Assignment:
Print the lines that run from the line with "const MAX_REDIRECT_LIMIT: usize = 20;" to the line with "pub const ENV_USER_AGENT: &str", keeping both end lines, exactly as they appear in the entries below, and nothing else.

Extracted data:
use std::path::Path;

use crate::config::schema::SpiderConfig;
use crate::error::ConfigError;

/// Upper bound accepted for `max_redirects`.
const MAX_REDIRECT_LIMIT: usize = 20;

pub const ENV_STORAGE_PATH: &str = "SPIDER_STORAGE_PATH";
pub const ENV_DEBUG: &str = "SPIDER_DEBUG";
pub const ENV_MAX_REDIRECTS: &str = "SPIDER_MAX_REDIRECTS";
pub const ENV_USER_AGENT: &str = "SPIDER_USER_AGENT";

#[derive(Debug, Clone, Copy, PartialEq, Eq)]
pub enum ConfigFormat {
    Json,
    Yaml,
}

impl ConfigFormat {
    pub fn from_path(path: &Path) -> Result<Self, ConfigError> {
        match path.extension().and_then(|e| e.to_str()) {
            Some("json") => Ok(ConfigFormat::Json),
            Some("yaml") | Some("yml") => Ok(ConfigFormat::Yaml),
            other => Err(ConfigError::UnsupportedFormat(
                other.unwrap_or("<none>").to_string(),
            )),
        }
    }
}

pub fn load_config<P: AsRef<Path>>(path: P) -> Result<SpiderConfig, ConfigError> {
    let path = path.as_ref();
    let format = ConfigFormat::from_path(path)?;
    let content = std::fs::read_to_string(path).map_err(|e| ConfigError::ReadFile {
        path: path.to_path_buf(),
        source: e,
    })?;

    load_config_from_str(&content, format)
}

pub fn load_config_from_str(
    content: &str,
    format: ConfigFormat,
) -> Result<SpiderConfig, ConfigError> {
    let config: SpiderConfig = match format {
        ConfigFormat::Json => serde_json::from_str(content)?,
        ConfigFormat::Yaml => serde_yaml::from_str(content)?,
    };

    validate_config(&config)?;

    Ok(config)
}

impl SpiderConfig {
    /// Builds a config from defaults overridden by `SPIDER_*` environment variables.
    pub fn from_env() -> Result<Self, ConfigError> {
        let mut config = SpiderConfig::default();

        if let Some(path) = read_env(ENV_STORAGE_PATH) {
            config.storage_path = path.into();
        }
        if let Some(value) = read_env(ENV_DEBUG) {
            config.debug = parse_bool(ENV_DEBUG, &value)?;
        }
        if let Some(value) = read_env(ENV_MAX_REDIRECTS) {
            config.max_redirects = value.parse().map_err(|_| ConfigError::InvalidEnv {
                name: ENV_MAX_REDIRECTS.to_string(),
                value: value.clone(),
            })?;
        }
        if let Some(agent) = read_env(ENV_USER_AGENT) {
            config.user_agent = Some(agent);
        }

        validate_config(&config)?;
        Ok(config)
    }
}

fn read_env(name: &str) -> Option<String> {
    std::env::var(name).ok().filter(|v| !v.trim().is_empty())
}

fn parse_bool(name: &str, value: &str) -> Result<bool, ConfigError> {
    match value.trim().to_ascii_lowercase().as_str() {
        "1" | "true" | "yes" | "on" => Ok(true),
        "0" | "false" | "no" | "off" => Ok(false),
        _ => Err(ConfigError::InvalidEnv {
            name: name.to_string(),
            value: value.to_string(),
        }),
    }
}

fn validate_config(config: &SpiderConfig) -> Result<(), ConfigError> {
    if config.storage_path.as_os_str().is_empty() {
        return Err(ConfigError::Validation {
            message: "storage_path must not be empty".to_string(),
        });
    }

    if config.max_redirects > MAX_REDIRECT_LIMIT {
        return Err(ConfigError::Validation {
            message: format!(
                "max_redirects must be at most {}, got {}",
                MAX_REDIRECT_LIMIT, config.max_redirects
            ),
        });
    }

    Ok(())
}
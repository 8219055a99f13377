mod failure;

pub use failure::{FailureRule, RuleType, DEFAULT_RULE_NAME};
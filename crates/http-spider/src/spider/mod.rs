//! The sequential step orchestrator.

mod debug;
mod runner;

pub use debug::{DEBUG_FILE_EXTENSION, DEBUG_LOG_FILE_NAME, README_FILE_NAME};

use std::path::{Path, PathBuf};
use std::sync::Arc;

use indexmap::IndexMap;

use crate::config::SpiderConfig;
use crate::error::{ConfigError, SpiderError, StorageError};
use crate::http::{CookieJar, HttpExecutor, RequestExecutor, Response};
use crate::step::Step;
use crate::storage::{ArtifactStore, LocalArtifactStore};

/// Position and name of the step that aborted the latest run.
#[derive(Debug, Clone, PartialEq, Eq)]
pub struct FailedStep {
    pub index: usize,
    pub name: String,
    /// The response a failure rule rejected. `None` when the request itself failed.
    pub response: Option<Response>,
}

/// Runs named [`Step`]s in insertion order, sharing one cookie jar.
///
/// A successful [`Spider::run`] drains the queued steps. A failed run keeps
/// them queued and records which one failed in [`Spider::failed_step`].
pub struct Spider {
    config: SpiderConfig,
    executor: Arc<dyn RequestExecutor>,
    store: Box<dyn ArtifactStore>,
    cookie_jar: CookieJar,
    steps: IndexMap<String, Step>,
    responses: IndexMap<String, Option<Response>>,
    sink: Option<PathBuf>,
    steps_executed: usize,
    local_files_written: IndexMap<String, PathBuf>,
    run_directory: Option<String>,
    failed_step: Option<FailedStep>,
}

impl Spider {
    /// Builds a spider and prepares its storage.
    ///
    /// The README probe is always written. With debugging on, the debug log
    /// and this spider's `run_*` directory are created too.
    pub fn new(
        config: SpiderConfig,
        executor: Arc<dyn RequestExecutor>,
        store: Box<dyn ArtifactStore>,
    ) -> Result<Self, SpiderError> {
        let mut spider = Self {
            config,
            executor,
            store,
            cookie_jar: CookieJar::new(),
            steps: IndexMap::new(),
            responses: IndexMap::new(),
            sink: None,
            steps_executed: 0,
            local_files_written: IndexMap::new(),
            run_directory: None,
            failed_step: None,
        };

        spider.create_readme_file()?;
        if spider.config.debug {
            spider.create_log_file()?;
            spider.create_run_directory()?;
        }

        Ok(spider)
    }

    /// Spider with the reqwest executor and a store rooted at `config.storage_path`.
    pub fn open(config: SpiderConfig) -> Result<Self, SpiderError> {
        let executor = HttpExecutor::from_config(&config).map_err(|e| {
            ConfigError::Validation {
                message: format!("unable to build HTTP client: {}", e),
            }
        })?;
        let store = LocalArtifactStore::new(&config.storage_path);

        Self::new(config, Arc::new(executor), Box::new(store))
    }

    pub fn config(&self) -> &SpiderConfig {
        &self.config
    }

    pub fn is_debug(&self) -> bool {
        self.config.debug
    }

    pub fn executor(&self) -> &Arc<dyn RequestExecutor> {
        &self.executor
    }

    pub fn cookie_jar(&self) -> &CookieJar {
        &self.cookie_jar
    }

    /// Drops every cookie collected so far.
    pub fn reset_cookies(&mut self) {
        self.cookie_jar = CookieJar::new();
    }

    /// Queues `step` under `name`. A step already queued under that name is replaced.
    pub fn add_step(&mut self, name: impl Into<String>, mut step: Step) -> Result<(), SpiderError> {
        let name = name.into();
        step.assign_name(&name);

        self.log(&format!(
            "Step added. [{}] [{}] {}",
            self.steps.len(),
            name,
            step.url()
        ))?;
        self.steps.insert(name, step);
        Ok(())
    }

    pub fn step(&self, name: &str) -> Result<&Step, SpiderError> {
        self.steps
            .get(name)
            .ok_or_else(|| SpiderError::StepNotFound(name.to_string()))
    }

    pub fn step_mut(&mut self, name: &str) -> Result<&mut Step, SpiderError> {
        self.steps
            .get_mut(name)
            .ok_or_else(|| SpiderError::StepNotFound(name.to_string()))
    }

    pub fn steps(&self) -> &IndexMap<String, Step> {
        &self.steps
    }

    pub fn num_steps(&self) -> usize {
        self.steps.len()
    }

    pub fn step_host(&self, name: &str) -> Result<Option<String>, SpiderError> {
        Ok(self.step(name)?.host())
    }

    pub fn remove_all_steps(&mut self) {
        self.steps.clear();
    }

    /// Response recorded for `name`. A step whose request never completed
    /// is reported the same as one that never ran.
    pub fn response(&self, name: &str) -> Result<&Response, SpiderError> {
        self.responses
            .get(name)
            .and_then(Option::as_ref)
            .ok_or_else(|| SpiderError::ResponseNotFound(name.to_string()))
    }

    pub fn response_body(&self, name: &str) -> Result<&[u8], SpiderError> {
        Ok(self.response(name)?.body())
    }

    pub fn responses(&self) -> &IndexMap<String, Option<Response>> {
        &self.responses
    }

    pub fn num_responses(&self) -> usize {
        self.responses.len()
    }

    pub fn clear_responses(&mut self) {
        self.responses.clear();
    }

    /// Sends the body of the next executed step to `path`. Used once, then cleared.
    pub fn set_sink(&mut self, path: impl Into<PathBuf>) {
        self.sink = Some(path.into());
    }

    pub fn clear_sink(&mut self) {
        self.sink = None;
    }

    pub fn sink(&self) -> Option<&Path> {
        self.sink.as_deref()
    }

    pub fn local_files_written(&self) -> &IndexMap<String, PathBuf> {
        &self.local_files_written
    }

    pub fn steps_executed(&self) -> usize {
        self.steps_executed
    }

    pub fn failed_step(&self) -> Option<&FailedStep> {
        self.failed_step.as_ref()
    }

    /// Name of this spider's `run_*` directory, when debugging.
    pub fn run_directory(&self) -> Option<&str> {
        self.run_directory.as_deref()
    }

    pub(crate) fn store(&self) -> &dyn ArtifactStore {
        self.store.as_ref()
    }

    pub(crate) fn record_local_file(&mut self, step: &str, path: &Path) {
        self.local_files_written
            .insert(step.to_string(), path.to_path_buf());
    }

    pub fn readme_contents(&self) -> Result<String, StorageError> {
        self.read_text(README_FILE_NAME, StorageError::ReadMeMissing)
    }

    pub fn debug_log_contents(&self) -> Result<String, StorageError> {
        self.read_text(DEBUG_LOG_FILE_NAME, StorageError::DebugLogMissing)
    }

    fn read_text(&self, name: &str, missing: StorageError) -> Result<String, StorageError> {
        if !self.store.has(name) {
            return Err(missing);
        }
        let bytes = self.store.read(name)?;
        Ok(String::from_utf8_lossy(&bytes).into_owned())
    }
}
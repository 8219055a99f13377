//! Cookie jar shared by every step of a spider.
//!
//! The jar is a cheap handle around `reqwest`'s cookie store. Executors
//! read it before each request and write every `Set-Cookie` they receive
//! back into it, including the ones on intermediate redirect hops.

use std::sync::Arc;

use reqwest::cookie::{CookieStore, Jar};
use reqwest::header::{HeaderMap, HeaderValue, SET_COOKIE};
use url::Url;

#[derive(Debug, Clone, Default)]
pub struct CookieJar {
    inner: Arc<Jar>,
}

impl CookieJar {
    pub fn new() -> Self {
        Self::default()
    }

    /// Adds a cookie in `Set-Cookie` syntax, scoped to `url`.
    pub fn add_cookie_str(&self, cookie: &str, url: &Url) {
        self.inner.add_cookie_str(cookie, url);
    }

    /// Value for the `Cookie` request header when sending to `url`.
    pub fn cookie_header(&self, url: &Url) -> Option<HeaderValue> {
        self.inner.cookies(url)
    }

    /// Stores every `Set-Cookie` header of a response received from `url`.
    pub fn store_response_cookies(&self, headers: &HeaderMap, url: &Url) {
        let mut set_cookies = headers.get_all(SET_COOKIE).iter();
        self.inner.set_cookies(&mut set_cookies, url);
    }

    /// Cookies that would be sent to `url`, as a `name=value; ...` string.
    pub fn cookies_for(&self, url: &str) -> Option<String> {
        let url = Url::parse(url).ok()?;
        self.cookie_header(&url)
            .and_then(|v| v.to_str().ok().map(str::to_string))
    }

    /// True when both handles point at the same underlying store.
    pub fn same_store(&self, other: &CookieJar) -> bool {
        Arc::ptr_eq(&self.inner, &other.inner)
    }
}
use std::fmt;

use regex::bytes::Regex;

use crate::error::RuleError;
use crate::http::Response;

/// Name a rule carries until a step assigns it one.
pub const DEFAULT_RULE_NAME: &str = "default_failure_rule_name";

/// Kind of check a [`FailureRule`] performs.
#[derive(Debug, Clone, PartialEq, Eq)]
pub enum RuleType {
    /// Triggers when the pattern is found anywhere in the response body.
    Regex,
    /// Unrecognised type. Kept so that evaluation can report it.
    Undefined(String),
}

impl RuleType {
    pub fn parse(value: &str) -> Self {
        match value {
            "regex" => RuleType::Regex,
            other => RuleType::Undefined(other.to_string()),
        }
    }

    pub fn as_str(&self) -> &str {
        match self {
            RuleType::Regex => "regex",
            RuleType::Undefined(other) => other,
        }
    }
}

impl fmt::Display for RuleType {
    fn fmt(&self, f: &mut fmt::Formatter<'_>) -> fmt::Result {
        f.write_str(self.as_str())
    }
}

/// A predicate over a response that aborts a run when it holds.
#[derive(Debug, Clone)]
pub struct FailureRule {
    name: String,
    rule_type: RuleType,
    parameters: String,
    pattern: Option<Regex>,
}

impl FailureRule {
    /// Builds a rule from its textual type and parameters.
    ///
    /// `regex` parameters are compiled here, so a bad pattern is reported
    /// before any request goes out. Unknown types are accepted and only
    /// fail once evaluated.
    pub fn new(rule_type: &str, parameters: impl Into<String>) -> Result<Self, RuleError> {
        let rule_type = RuleType::parse(rule_type);
        let parameters = parameters.into();

        let pattern = match rule_type {
            RuleType::Regex => Some(Regex::new(&parameters).map_err(|source| {
                RuleError::InvalidPattern {
                    pattern: parameters.clone(),
                    source,
                }
            })?),
            RuleType::Undefined(_) => None,
        };

        Ok(Self {
            name: DEFAULT_RULE_NAME.to_string(),
            rule_type,
            parameters,
            pattern,
        })
    }

    pub fn regex(pattern: impl Into<String>) -> Result<Self, RuleError> {
        Self::new("regex", pattern)
    }

    pub fn name(&self) -> &str {
        &self.name
    }

    pub fn rule_type(&self) -> &RuleType {
        &self.rule_type
    }

    pub fn parameters(&self) -> &str {
        &self.parameters
    }

    pub(crate) fn set_name(&mut self, name: impl Into<String>) {
        self.name = name.into();
    }

    /// True when the rule's condition holds for `body`.
    pub fn matches(&self, body: &[u8]) -> Result<bool, RuleError> {
        match (&self.rule_type, &self.pattern) {
            (RuleType::Regex, Some(pattern)) => Ok(pattern.is_match(body)),
            (RuleType::Regex, None) => Ok(false),
            (RuleType::Undefined(other), _) => Err(RuleError::UndefinedType(other.clone())),
        }
    }

    /// Checks a response; a triggered rule returns an error named after the rule.
    pub fn evaluate(&self, response: &Response) -> Result<(), RuleError> {
        if self.matches(response.body())? {
            return Err(RuleError::Triggered {
                name: self.name.clone(),
            });
        }
        Ok(())
    }
}
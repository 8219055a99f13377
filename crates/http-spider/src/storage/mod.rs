mod artifact;
mod local;
mod memory;

pub use artifact::{ArtifactStore, Visibility};
pub use local::{append_to_file, LocalArtifactStore};
pub use memory::MemoryArtifactStore;
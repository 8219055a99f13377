//! Test harness for isolated spider execution.
//!
//! The `TestHarness` owns a temporary directory holding the spider's
//! storage root and an output directory for sinks and local files, plus a
//! shared `ScriptedExecutor` every spider it builds sends through.

#![allow(dead_code)]

use std::path::{Path, PathBuf};
use std::sync::Arc;

use tempfile::TempDir;

use http_spider::{LocalArtifactStore, Spider, SpiderConfig};

use super::scripted::ScriptedExecutor;

pub struct TestHarness {
    temp_dir: TempDir,
    /// Storage root for README, debug log and run directories.
    pub storage_dir: PathBuf,
    /// Directory for sinks and local files.
    pub output_dir: PathBuf,
    pub executor: Arc<ScriptedExecutor>,
}

impl TestHarness {
    pub fn new() -> Self {
        let temp_dir = TempDir::new().expect("Failed to create temp directory");
        let storage_dir = temp_dir.path().join("storage");
        let output_dir = temp_dir.path().join("output");

        std::fs::create_dir_all(&storage_dir).expect("Failed to create storage dir");
        std::fs::create_dir_all(&output_dir).expect("Failed to create output dir");

        Self {
            temp_dir,
            storage_dir,
            output_dir,
            executor: Arc::new(ScriptedExecutor::new()),
        }
    }

    pub fn path(&self) -> &Path {
        self.temp_dir.path()
    }

    pub fn config(&self, debug: bool) -> SpiderConfig {
        SpiderConfig::new(&self.storage_dir).with_debug(debug)
    }

    /// Spider with debugging off.
    pub fn spider(&self) -> Spider {
        self.build(false)
    }

    /// Spider writing a debug log and per-step artifacts.
    pub fn debug_spider(&self) -> Spider {
        self.build(true)
    }

    fn build(&self, debug: bool) -> Spider {
        Spider::new(
            self.config(debug),
            self.executor.clone(),
            Box::new(LocalArtifactStore::new(&self.storage_dir)),
        )
        .expect("Failed to create spider")
    }

    pub fn output_path(&self, name: &str) -> PathBuf {
        self.output_dir.join(name)
    }

    /// Every `run_*` directory under the storage root.
    pub fn run_directories(&self) -> Vec<PathBuf> {
        let mut dirs: Vec<PathBuf> = std::fs::read_dir(&self.storage_dir)
            .expect("Failed to read storage dir")
            .filter_map(|entry| entry.ok().map(|e| e.path()))
            .filter(|p| {
                p.is_dir()
                    && p.file_name()
                        .and_then(|n| n.to_str())
                        .is_some_and(|n| n.starts_with("run_"))
            })
            .collect();
        dirs.sort();
        dirs
    }

    /// File names inside a directory, sorted.
    pub fn file_names(dir: &Path) -> Vec<String> {
        let mut names: Vec<String> = std::fs::read_dir(dir)
            .expect("Failed to read dir")
            .filter_map(|entry| entry.ok())
            .filter_map(|e| e.file_name().to_str().map(str::to_string))
            .collect();
        names.sort();
        names
    }
}

impl Default for TestHarness {
    fn default() -> Self {
        Self::new()
    }
}
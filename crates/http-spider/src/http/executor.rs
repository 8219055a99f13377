use std::path::Path;
use std::time::Duration;

use async_trait::async_trait;

use super::{CookieJar, Response};
use crate::error::ExecutorError;
use crate::step::RequestSpec;

/// Per-send options the spider passes alongside a request.
#[derive(Debug, Clone, Copy)]
pub struct SendOptions<'a> {
    pub allow_redirects: bool,
    pub cookie_jar: &'a CookieJar,
    /// `None` waits indefinitely.
    pub timeout: Option<Duration>,
    /// Destination file for the raw response body.
    pub sink: Option<&'a Path>,
}

impl<'a> SendOptions<'a> {
    pub fn new(cookie_jar: &'a CookieJar) -> Self {
        Self {
            allow_redirects: true,
            cookie_jar,
            timeout: None,
            sink: None,
        }
    }
}

/// Sends one request and returns the complete response.
///
/// Implementations must read and update `options.cookie_jar` so that
/// cookies set by one step are sent by the next.
#[async_trait]
pub trait RequestExecutor: Send + Sync {
    async fn send(
        &self,
        request: &RequestSpec,
        options: SendOptions<'_>,
    ) -> Result<Response, ExecutorError>;
}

Response box:
const MAX_REDIRECT_LIMIT: usize = 20;

pub const ENV_STORAGE_PATH: &str = "SPIDER_STORAGE_PATH";
pub const ENV_DEBUG: &str = "SPIDER_DEBUG";
pub const ENV_MAX_REDIRECTS: &str = "SPIDER_MAX_REDIRECTS";
pub const ENV_USER_AGENT: &str = "SPIDER_USER_AGENT";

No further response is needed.